Task objective: A single stretch of the material below is to be transcribed exactly, starting at the line with "fn eval(&self, ctxt: &mut" and ending after the line with "filename calc-compute/src/macros/builtin.rs".

════════════════════

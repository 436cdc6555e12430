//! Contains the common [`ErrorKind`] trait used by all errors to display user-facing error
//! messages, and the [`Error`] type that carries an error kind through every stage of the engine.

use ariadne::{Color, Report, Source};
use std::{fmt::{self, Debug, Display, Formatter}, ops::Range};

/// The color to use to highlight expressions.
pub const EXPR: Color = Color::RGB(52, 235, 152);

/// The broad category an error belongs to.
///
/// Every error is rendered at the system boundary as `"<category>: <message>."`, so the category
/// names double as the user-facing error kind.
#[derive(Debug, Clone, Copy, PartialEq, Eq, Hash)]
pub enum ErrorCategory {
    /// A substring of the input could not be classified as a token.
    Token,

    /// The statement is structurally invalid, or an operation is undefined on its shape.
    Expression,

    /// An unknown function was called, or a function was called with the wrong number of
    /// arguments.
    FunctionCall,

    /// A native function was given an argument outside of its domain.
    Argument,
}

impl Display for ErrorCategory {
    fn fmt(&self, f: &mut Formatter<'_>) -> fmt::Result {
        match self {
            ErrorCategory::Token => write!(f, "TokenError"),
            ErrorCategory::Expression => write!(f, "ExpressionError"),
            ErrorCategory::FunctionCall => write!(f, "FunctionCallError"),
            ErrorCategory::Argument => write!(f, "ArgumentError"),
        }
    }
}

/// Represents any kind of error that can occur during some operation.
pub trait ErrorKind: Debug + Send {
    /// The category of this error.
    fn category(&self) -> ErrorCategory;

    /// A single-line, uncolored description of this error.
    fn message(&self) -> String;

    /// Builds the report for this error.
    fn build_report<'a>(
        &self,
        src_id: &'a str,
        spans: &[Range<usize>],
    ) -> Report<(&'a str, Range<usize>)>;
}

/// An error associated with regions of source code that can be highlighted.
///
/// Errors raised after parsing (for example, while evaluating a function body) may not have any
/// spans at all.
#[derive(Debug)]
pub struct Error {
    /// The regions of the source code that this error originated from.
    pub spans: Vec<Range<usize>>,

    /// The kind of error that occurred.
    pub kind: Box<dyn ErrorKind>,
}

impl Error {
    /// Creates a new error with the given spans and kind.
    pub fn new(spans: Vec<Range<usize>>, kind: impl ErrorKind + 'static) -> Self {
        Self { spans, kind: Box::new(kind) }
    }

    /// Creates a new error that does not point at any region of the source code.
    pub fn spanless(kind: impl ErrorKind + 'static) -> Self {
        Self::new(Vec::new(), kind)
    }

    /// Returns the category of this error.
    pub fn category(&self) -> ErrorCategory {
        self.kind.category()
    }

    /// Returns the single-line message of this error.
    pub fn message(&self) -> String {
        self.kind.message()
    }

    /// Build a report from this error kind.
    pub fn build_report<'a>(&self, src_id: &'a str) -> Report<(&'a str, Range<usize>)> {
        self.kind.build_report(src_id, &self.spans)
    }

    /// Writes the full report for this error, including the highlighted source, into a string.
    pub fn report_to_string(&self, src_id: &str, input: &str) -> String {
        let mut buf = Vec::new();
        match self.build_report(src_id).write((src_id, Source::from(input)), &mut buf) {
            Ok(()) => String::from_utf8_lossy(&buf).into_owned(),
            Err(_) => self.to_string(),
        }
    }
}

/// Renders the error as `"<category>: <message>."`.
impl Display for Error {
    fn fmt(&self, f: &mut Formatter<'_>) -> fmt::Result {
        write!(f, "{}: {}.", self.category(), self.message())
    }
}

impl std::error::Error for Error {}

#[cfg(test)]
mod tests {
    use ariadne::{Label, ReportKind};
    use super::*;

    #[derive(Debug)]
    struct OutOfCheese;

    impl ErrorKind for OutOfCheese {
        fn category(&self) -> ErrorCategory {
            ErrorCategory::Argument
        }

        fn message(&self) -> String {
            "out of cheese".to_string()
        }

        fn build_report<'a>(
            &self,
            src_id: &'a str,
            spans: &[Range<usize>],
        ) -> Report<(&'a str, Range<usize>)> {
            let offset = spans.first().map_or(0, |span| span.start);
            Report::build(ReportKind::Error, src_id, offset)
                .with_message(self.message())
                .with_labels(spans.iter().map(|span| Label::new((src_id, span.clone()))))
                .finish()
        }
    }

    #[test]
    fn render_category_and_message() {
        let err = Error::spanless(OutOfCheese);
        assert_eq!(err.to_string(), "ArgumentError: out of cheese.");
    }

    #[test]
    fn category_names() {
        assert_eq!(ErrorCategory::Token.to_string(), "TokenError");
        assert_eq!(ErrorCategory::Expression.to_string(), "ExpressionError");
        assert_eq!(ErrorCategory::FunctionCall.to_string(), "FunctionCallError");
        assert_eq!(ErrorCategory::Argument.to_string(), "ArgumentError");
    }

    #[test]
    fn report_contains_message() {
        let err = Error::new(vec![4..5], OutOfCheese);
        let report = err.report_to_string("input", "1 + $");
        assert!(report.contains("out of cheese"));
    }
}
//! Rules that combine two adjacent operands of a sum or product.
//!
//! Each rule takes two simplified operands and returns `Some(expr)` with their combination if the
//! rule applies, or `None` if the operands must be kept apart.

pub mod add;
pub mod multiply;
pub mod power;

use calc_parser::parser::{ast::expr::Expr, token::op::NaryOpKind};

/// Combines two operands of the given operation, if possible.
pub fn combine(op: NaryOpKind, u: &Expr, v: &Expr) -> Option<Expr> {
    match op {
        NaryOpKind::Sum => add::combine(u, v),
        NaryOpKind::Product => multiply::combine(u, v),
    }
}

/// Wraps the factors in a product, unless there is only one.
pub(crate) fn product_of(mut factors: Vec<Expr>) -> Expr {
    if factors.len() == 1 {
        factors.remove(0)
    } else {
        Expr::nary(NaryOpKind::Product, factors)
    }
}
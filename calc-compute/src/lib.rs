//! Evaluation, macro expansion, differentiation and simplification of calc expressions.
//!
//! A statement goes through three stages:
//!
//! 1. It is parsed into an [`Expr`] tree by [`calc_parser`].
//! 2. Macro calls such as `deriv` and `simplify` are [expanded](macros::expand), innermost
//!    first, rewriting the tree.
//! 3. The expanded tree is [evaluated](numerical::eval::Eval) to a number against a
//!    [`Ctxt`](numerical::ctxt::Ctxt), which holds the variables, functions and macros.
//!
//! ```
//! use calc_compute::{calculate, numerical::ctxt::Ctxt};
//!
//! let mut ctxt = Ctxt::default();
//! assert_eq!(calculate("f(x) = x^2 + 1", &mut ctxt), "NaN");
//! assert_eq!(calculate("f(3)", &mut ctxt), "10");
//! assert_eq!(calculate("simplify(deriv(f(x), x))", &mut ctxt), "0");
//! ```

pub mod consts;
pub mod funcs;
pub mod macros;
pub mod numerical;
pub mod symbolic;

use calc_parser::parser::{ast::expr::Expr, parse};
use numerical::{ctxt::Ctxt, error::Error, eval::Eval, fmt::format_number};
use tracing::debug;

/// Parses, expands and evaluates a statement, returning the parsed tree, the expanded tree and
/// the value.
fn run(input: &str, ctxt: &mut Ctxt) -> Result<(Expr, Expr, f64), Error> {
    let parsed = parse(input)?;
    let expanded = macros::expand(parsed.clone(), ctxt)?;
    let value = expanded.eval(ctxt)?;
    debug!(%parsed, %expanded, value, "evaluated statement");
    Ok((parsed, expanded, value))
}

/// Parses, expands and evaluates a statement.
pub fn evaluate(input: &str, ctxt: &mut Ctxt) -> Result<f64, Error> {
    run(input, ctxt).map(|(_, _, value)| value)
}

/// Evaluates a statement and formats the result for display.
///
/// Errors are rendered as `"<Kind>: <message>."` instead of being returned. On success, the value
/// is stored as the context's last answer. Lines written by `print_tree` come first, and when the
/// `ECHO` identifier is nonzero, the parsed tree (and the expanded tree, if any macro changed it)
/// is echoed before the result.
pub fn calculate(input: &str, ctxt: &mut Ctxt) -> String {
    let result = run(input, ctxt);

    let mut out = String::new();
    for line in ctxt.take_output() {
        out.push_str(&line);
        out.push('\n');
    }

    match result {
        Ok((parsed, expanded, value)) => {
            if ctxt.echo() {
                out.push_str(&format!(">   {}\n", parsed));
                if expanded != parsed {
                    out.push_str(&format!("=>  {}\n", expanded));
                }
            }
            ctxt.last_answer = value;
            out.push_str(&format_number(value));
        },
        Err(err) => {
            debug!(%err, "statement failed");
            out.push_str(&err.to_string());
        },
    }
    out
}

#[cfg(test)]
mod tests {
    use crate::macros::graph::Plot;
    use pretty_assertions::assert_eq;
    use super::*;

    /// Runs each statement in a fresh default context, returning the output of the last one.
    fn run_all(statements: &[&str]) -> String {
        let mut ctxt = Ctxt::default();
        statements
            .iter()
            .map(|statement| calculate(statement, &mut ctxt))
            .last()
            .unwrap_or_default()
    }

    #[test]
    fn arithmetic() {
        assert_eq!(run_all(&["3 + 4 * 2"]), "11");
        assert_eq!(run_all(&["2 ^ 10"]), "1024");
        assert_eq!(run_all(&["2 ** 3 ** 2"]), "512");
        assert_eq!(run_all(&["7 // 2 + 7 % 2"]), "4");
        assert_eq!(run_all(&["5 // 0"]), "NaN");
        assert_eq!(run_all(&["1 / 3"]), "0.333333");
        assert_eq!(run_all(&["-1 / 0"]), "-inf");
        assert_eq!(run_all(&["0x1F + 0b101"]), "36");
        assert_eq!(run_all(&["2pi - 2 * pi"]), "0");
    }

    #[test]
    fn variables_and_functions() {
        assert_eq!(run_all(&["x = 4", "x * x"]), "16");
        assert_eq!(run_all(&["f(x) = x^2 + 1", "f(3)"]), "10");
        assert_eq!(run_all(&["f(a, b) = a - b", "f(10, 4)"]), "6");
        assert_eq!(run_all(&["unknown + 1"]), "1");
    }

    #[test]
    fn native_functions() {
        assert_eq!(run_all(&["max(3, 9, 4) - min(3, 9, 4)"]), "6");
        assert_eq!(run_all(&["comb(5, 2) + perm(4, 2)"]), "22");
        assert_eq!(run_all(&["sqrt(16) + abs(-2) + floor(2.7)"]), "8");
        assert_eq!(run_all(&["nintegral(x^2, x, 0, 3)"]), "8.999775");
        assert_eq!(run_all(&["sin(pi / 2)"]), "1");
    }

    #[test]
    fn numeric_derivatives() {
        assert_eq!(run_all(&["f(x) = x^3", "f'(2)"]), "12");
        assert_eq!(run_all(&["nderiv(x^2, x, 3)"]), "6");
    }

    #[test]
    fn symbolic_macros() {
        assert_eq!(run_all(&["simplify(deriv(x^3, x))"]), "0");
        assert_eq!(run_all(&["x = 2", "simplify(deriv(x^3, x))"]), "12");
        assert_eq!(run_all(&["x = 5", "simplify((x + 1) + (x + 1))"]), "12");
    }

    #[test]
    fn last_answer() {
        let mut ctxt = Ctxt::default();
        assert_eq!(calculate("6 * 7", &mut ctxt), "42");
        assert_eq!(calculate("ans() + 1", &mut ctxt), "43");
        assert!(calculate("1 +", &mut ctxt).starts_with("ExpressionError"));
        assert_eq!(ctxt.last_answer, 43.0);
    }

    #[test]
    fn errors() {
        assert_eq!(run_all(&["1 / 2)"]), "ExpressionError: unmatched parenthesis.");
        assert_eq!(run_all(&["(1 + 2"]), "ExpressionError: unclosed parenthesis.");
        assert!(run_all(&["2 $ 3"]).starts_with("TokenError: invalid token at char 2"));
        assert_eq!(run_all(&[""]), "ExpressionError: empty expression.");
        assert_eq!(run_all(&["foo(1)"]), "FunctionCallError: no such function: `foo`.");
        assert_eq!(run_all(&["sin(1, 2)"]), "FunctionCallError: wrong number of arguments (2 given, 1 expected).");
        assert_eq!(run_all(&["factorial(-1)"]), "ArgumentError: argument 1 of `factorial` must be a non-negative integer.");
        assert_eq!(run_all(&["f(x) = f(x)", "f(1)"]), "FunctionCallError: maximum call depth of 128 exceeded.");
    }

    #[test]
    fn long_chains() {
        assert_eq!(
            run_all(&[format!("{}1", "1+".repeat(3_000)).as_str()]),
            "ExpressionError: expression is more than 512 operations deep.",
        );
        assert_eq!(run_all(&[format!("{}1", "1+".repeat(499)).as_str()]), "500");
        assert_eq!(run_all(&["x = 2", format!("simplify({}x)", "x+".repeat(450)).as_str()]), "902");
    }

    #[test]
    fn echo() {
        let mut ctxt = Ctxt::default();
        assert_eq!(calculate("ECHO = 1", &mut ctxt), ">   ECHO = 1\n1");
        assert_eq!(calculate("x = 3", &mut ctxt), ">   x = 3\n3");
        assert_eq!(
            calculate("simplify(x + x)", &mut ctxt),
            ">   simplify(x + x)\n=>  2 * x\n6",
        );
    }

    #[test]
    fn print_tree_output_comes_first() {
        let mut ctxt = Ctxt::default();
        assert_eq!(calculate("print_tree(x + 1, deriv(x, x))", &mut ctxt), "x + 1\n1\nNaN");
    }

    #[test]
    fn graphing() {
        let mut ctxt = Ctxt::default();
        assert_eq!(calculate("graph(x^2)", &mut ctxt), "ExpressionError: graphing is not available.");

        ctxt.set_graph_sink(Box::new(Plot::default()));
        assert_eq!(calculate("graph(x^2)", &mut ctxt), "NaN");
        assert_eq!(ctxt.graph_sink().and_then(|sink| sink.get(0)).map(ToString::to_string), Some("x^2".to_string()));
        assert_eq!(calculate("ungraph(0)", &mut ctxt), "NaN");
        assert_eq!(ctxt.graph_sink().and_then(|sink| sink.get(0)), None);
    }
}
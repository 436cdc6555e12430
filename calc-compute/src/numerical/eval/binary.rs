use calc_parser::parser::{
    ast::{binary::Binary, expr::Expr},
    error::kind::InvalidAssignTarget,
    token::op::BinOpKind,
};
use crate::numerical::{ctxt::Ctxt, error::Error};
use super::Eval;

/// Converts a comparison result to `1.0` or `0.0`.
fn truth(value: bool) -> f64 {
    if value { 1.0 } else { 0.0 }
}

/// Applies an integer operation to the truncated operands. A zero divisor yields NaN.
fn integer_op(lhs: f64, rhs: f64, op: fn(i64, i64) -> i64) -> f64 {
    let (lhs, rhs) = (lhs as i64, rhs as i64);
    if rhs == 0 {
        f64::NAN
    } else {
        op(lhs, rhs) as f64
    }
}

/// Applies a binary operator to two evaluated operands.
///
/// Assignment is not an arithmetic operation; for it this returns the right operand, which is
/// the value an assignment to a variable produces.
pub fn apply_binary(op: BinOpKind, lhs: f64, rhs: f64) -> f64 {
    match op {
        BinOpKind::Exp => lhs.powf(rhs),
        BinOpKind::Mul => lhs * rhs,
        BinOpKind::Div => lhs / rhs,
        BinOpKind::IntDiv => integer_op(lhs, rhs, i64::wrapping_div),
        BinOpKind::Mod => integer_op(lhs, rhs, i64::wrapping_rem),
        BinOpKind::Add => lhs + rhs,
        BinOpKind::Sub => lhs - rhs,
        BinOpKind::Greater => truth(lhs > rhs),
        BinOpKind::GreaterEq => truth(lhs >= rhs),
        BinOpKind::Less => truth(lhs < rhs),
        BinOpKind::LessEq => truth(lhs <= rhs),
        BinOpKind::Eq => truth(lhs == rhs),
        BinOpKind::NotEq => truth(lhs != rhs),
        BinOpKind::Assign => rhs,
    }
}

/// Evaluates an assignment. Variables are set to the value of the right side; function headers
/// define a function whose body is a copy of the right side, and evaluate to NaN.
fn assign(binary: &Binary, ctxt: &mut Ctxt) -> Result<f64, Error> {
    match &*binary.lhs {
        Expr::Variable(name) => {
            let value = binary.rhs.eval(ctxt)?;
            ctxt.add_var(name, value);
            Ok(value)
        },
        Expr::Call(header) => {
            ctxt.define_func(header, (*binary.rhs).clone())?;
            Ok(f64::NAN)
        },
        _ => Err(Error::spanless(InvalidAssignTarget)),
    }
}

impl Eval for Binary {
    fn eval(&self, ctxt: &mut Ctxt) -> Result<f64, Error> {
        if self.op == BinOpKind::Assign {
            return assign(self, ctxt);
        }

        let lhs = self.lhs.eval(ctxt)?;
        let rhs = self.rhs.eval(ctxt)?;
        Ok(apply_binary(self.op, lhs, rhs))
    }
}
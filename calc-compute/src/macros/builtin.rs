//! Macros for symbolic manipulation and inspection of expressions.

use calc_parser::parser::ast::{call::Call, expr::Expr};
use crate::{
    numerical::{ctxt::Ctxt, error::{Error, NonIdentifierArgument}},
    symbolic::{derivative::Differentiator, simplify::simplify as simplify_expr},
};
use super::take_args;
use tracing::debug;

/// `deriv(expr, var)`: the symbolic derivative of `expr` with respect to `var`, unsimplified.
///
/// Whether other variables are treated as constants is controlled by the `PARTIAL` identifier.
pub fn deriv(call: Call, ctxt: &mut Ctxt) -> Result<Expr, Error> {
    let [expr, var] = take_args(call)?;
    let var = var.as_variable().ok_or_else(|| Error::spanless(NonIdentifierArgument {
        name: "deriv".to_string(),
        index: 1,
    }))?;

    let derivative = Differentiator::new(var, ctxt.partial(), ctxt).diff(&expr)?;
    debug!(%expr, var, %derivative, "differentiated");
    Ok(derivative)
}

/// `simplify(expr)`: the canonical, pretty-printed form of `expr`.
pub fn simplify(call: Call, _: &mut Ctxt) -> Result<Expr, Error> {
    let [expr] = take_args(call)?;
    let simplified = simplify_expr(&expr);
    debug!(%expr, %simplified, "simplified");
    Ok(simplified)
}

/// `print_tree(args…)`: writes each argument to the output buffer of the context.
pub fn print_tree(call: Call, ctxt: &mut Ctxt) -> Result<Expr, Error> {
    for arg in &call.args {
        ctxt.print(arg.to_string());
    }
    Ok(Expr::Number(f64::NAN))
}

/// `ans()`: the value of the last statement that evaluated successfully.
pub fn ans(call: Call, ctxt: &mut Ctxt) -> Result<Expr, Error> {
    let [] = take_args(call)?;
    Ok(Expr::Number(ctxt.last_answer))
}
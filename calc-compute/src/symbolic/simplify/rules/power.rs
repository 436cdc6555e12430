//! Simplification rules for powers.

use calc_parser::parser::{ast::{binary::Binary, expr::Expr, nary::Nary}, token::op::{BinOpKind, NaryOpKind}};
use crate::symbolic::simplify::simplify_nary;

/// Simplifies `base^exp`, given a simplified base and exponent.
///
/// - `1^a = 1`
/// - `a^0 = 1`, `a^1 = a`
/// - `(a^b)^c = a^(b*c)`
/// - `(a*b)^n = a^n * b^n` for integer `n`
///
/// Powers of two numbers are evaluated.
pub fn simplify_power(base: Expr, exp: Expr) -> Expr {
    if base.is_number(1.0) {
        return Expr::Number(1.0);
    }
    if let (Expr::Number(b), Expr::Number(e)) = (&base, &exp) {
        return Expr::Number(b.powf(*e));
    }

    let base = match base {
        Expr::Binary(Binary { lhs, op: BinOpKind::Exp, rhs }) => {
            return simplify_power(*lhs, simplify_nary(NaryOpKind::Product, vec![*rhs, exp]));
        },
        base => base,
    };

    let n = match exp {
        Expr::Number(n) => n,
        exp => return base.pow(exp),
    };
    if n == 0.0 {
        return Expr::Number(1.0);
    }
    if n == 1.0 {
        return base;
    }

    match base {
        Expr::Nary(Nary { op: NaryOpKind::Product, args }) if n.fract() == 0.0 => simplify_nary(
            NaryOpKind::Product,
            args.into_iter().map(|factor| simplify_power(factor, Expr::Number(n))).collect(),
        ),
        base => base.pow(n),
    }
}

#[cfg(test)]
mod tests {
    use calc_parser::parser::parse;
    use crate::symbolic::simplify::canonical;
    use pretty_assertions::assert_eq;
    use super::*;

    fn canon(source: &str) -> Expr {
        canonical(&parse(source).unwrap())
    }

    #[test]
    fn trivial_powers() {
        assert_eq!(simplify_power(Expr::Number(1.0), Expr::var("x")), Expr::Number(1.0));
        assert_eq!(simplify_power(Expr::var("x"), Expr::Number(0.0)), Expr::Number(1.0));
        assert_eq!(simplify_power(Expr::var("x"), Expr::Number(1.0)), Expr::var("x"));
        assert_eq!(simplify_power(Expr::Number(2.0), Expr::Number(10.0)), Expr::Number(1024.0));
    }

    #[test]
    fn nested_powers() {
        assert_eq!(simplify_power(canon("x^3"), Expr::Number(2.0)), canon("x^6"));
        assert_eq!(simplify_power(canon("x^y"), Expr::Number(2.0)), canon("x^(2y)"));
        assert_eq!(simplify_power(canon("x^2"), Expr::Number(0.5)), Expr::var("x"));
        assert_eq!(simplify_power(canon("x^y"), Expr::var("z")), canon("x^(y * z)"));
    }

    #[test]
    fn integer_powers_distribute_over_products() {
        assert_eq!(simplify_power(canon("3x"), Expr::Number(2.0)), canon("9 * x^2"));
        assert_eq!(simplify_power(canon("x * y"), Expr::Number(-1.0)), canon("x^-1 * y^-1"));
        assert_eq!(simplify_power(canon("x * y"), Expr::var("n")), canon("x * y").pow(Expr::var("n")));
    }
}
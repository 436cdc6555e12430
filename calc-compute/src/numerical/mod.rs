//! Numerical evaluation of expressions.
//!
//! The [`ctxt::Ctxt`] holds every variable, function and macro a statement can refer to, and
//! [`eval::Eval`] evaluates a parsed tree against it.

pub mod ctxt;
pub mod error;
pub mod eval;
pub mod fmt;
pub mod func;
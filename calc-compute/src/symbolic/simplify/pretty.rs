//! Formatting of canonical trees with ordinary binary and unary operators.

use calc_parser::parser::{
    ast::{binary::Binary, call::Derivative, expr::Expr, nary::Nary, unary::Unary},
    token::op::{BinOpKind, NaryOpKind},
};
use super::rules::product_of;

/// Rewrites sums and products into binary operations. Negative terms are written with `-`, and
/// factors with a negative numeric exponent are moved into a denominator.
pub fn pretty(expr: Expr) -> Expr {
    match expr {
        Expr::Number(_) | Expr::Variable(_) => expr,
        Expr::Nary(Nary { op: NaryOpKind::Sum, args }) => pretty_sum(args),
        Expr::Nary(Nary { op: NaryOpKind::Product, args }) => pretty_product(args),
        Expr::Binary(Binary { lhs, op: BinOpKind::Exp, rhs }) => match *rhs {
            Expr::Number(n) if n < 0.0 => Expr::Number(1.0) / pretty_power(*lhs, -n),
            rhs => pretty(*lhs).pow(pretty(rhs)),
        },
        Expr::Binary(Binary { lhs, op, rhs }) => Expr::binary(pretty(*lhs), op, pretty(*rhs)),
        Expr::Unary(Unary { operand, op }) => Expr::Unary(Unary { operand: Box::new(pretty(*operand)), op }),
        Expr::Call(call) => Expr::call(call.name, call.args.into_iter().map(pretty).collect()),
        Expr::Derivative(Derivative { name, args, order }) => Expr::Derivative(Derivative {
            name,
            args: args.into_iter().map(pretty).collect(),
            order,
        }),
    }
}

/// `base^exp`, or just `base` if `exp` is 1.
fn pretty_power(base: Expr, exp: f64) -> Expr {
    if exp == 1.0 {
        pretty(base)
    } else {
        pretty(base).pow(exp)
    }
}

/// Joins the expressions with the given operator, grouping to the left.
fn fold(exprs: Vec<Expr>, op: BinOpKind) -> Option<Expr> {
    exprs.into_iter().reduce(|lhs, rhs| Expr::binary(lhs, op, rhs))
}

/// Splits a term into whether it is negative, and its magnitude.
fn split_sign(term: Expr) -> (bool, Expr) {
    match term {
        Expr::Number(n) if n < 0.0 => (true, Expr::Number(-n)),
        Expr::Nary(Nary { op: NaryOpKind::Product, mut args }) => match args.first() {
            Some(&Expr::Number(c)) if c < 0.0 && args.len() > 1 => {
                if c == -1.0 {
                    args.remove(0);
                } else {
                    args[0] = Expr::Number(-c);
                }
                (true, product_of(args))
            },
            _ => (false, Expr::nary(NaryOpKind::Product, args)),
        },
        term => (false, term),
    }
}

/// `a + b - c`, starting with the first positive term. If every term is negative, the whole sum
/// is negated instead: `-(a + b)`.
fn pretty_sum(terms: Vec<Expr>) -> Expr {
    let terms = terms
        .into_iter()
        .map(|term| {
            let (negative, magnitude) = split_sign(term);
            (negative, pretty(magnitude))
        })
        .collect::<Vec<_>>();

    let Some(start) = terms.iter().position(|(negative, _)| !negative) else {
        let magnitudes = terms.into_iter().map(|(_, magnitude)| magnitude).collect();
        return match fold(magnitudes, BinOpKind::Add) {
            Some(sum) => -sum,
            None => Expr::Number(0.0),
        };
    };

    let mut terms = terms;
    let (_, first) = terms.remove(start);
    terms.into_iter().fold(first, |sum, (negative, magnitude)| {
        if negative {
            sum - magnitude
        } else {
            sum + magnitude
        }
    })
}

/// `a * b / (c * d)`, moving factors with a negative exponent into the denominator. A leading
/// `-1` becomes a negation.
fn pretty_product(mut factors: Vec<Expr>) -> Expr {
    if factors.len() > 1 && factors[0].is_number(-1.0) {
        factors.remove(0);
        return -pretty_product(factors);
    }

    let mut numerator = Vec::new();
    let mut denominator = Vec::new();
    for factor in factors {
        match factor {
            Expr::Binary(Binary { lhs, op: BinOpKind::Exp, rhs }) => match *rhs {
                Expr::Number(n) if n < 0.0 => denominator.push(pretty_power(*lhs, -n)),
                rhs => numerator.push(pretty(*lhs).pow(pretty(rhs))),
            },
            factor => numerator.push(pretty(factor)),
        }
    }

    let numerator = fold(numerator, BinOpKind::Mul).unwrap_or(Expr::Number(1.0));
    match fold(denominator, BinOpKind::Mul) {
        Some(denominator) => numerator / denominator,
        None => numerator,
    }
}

════════════════════

Exercise result:
    fn eval(&self, ctxt: &mut Ctxt) -> Result<f64, Error> {
        if self.op == BinOpKind::Assign {
            return assign(self, ctxt);
        }

        let lhs = self.lhs.eval(ctxt)?;
        let rhs = self.rhs.eval(ctxt)?;
        Ok(apply_binary(self.op, lhs, rhs))
    }
}
filename calc-compute/src/macros/builtin.rs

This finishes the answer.